Firstly, I'll say that I have no problem restricting prop trading by commercial banks. There aren't significant synergies, and as long as the banks are able to spin off or sell their prop trading divisions, it's not a negative to the banks or to the economy. It may actually make bank incentives more inline with treating customers well. (The net effect is that prop trading can't prop up commercial lending or vice versa when one is in trouble, so you probably see more frequent credit issues, but they can never bring each other down no matter how big they are, so they're less severe. Given the structural dislocation in this severe shock, that's probably neutral to slightly positive). [EDIT: I have written more on this since then, and I have started leaning against prop trading restrictions... it raises the cost of capital substantially by making counterparties harder to find]
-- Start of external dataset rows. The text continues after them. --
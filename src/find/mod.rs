//! File discovery and glob matching
//!
//! The free functions run against the real filesystem. [`Finder`] exposes the
//! same operations over any [`FileSystem`], which is how tests count stats or
//! simulate entries that vanish mid-walk.

pub mod fs;
pub mod glob;
pub mod legacy;
pub mod matcher;
pub mod options;
pub mod orchestrator;
pub mod paths;
pub mod pattern;
pub mod rooter;
pub mod walker;

#[cfg(test)]
pub(crate) mod testing;

pub use fs::{EntryKind, FileSystem, StdFileSystem};
pub use glob::CompiledPattern;
pub use matcher::filter;
pub use options::{MatchOptions, WalkOptions};
pub use orchestrator::DEFAULT_ROOT_ENV;
pub use rooter::PatternFindInfo;

use crate::error::Result;

/// Engine bound to one filesystem implementation
#[derive(Debug, Clone, Default)]
pub struct Finder<F: FileSystem = StdFileSystem> {
    fs: F,
}

impl<F: FileSystem> Finder<F> {
    pub fn new(fs: F) -> Self {
        Self { fs }
    }

    pub fn file_system(&self) -> &F {
        &self.fs
    }

    pub fn walk(&self, root: &str, options: &WalkOptions) -> Result<Vec<String>> {
        walker::walk(&self.fs, root, options)
    }

    pub fn find_match(
        &self,
        default_root: Option<&str>,
        patterns: &[String],
        walk_options: &WalkOptions,
        match_options: &MatchOptions,
    ) -> Result<Vec<String>> {
        orchestrator::find_match(&self.fs, default_root, patterns, walk_options, match_options)
    }

    pub fn legacy_find_files(
        &self,
        root: &str,
        pattern: &str,
        include_files: bool,
        include_directories: bool,
    ) -> Result<Vec<String>> {
        let nocase = options::host_is_case_insensitive();
        legacy::legacy_find_files(&self.fs, root, pattern, include_files, include_directories, nocase)
    }

    /// Pure string matching; the filesystem is not consulted
    pub fn match_paths(
        &self,
        list: &[String],
        patterns: &[String],
        pattern_root: Option<&str>,
        options: &MatchOptions,
    ) -> Result<Vec<String>> {
        matcher::match_paths(list, patterns, pattern_root, options)
    }
}

/// Walk `root` on the real filesystem
pub fn walk(root: &str, options: &WalkOptions) -> Result<Vec<String>> {
    walker::walk(&StdFileSystem, root, options)
}

/// Filter a path list through ordered include/exclude patterns
pub fn match_paths(
    list: &[String],
    patterns: &[String],
    pattern_root: Option<&str>,
    options: &MatchOptions,
) -> Result<Vec<String>> {
    matcher::match_paths(list, patterns, pattern_root, options)
}

/// Find paths on the real filesystem selected by `patterns`
pub fn find_match(
    default_root: Option<&str>,
    patterns: &[String],
    walk_options: &WalkOptions,
    match_options: &MatchOptions,
) -> Result<Vec<String>> {
    orchestrator::find_match(&StdFileSystem, default_root, patterns, walk_options, match_options)
}

/// Evaluate a legacy `+:`/`-:` pattern string on the real filesystem,
/// case-insensitively on hosts with case-insensitive paths
pub fn legacy_find_files(
    root: &str,
    pattern: &str,
    include_files: bool,
    include_directories: bool,
) -> Result<Vec<String>> {
    let nocase = options::host_is_case_insensitive();
    legacy::legacy_find_files(&StdFileSystem, root, pattern, include_files, include_directories, nocase)
}

#[cfg(test)]
mod tests {
    use super::testing::MemoryFs;
    use super::*;

    fn strings(items: &[&str]) -> Vec<String> {
        items.iter().map(|item| item.to_string()).collect()
    }

    #[test]
    fn test_finder_runs_every_operation_on_its_filesystem() {
        let finder = Finder::new(
            MemoryFs::new()
                .dir("/proj")
                .file("/proj/Cargo.toml")
                .file("/proj/src/main.rs")
                .file("/proj/src/lib.rs"),
        );
        let walk_options = WalkOptions::default();
        let match_options = MatchOptions {
            nocase: false,
            ..MatchOptions::default()
        };

        let walked = finder.walk("/proj", &walk_options).unwrap();
        assert_eq!(walked.len(), 5);
        assert_eq!(finder.file_system().read_dir_calls(), 2);

        let found = finder
            .find_match(Some("/proj"), &strings(&["src/*.rs"]), &walk_options, &match_options)
            .unwrap();
        assert_eq!(found, strings(&["/proj/src/lib.rs", "/proj/src/main.rs"]));

        let legacy = finder.legacy_find_files("/proj", "**/*.toml", true, false).unwrap();
        assert_eq!(legacy, strings(&["/proj/Cargo.toml"]));

        let matched = finder
            .match_paths(&walked, &strings(&["**/main.rs"]), Some("/proj"), &match_options)
            .unwrap();
        assert_eq!(matched, strings(&["/proj/src/main.rs"]));
    }

    #[test]
    fn test_free_functions_use_the_real_filesystem() {
        let temp = tempfile::tempdir().unwrap();
        std::fs::write(temp.path().join("a.txt"), "").unwrap();
        let root = temp.path().to_str().unwrap();

        let walked = walk(root, &WalkOptions::default()).unwrap();
        assert_eq!(walked, vec![root.to_string(), format!("{root}/a.txt")]);

        let found = legacy_find_files(root, "*.txt", true, false).unwrap();
        assert_eq!(found, vec![format!("{root}/a.txt")]);
    }
}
The problem I have is the "too big to fail" component. Firstly, I've chronicled my objection to "too big to fail" many times before: http://tfideas.blogspot.com/2009/11/too-big-to-fail-stupid-concept.html
There are problems. A cap on the size of bank assets means that banks can treat customers badly, because they don't need to attract them (Cowen's point). Worse, it means high-profile banks (especially those with extensive ATM networks) can extort from their customers - lower interest rates, ridiculous fees, low security, etc - because they know that if the customers go anywhere, others will just pop up, and the ATM network and brand mean they'll never have trouble attracting them. Another question is of fairness - if you prioritize people who already have accounts, then low-income and young people who don't have accounts will find it very hard to find a decent bank, discouraging banking (which is a very bad thing, as I've noted before, because it makes money less secure, and thus more likely to be spent quickly - often on wasteful things. Estimates have as much of 20% of income in poor countries spent on prostitutes, drugs and alcohol).
Does this mean we will have many more ATMs as banks try to compete for who can charge fees? And will banks split into "inaccessible banks with low fees where people keep the bulk of their savings" and "accessible banks with high fees where people keep only what they need imminently"? Will banks in the former category continually try to move to the more-profitable latter, causing massive account churn (and high fee generation) as customers switch accounts?
The other problem is what it doesn't do - the legislation doesn't do any of the somewhat necessary things that I've chronicled many times recently:
Any of these could be addressed with further reform bills... incremental is not a bad thing! It's also possible they haven't been announced as part of the bill here.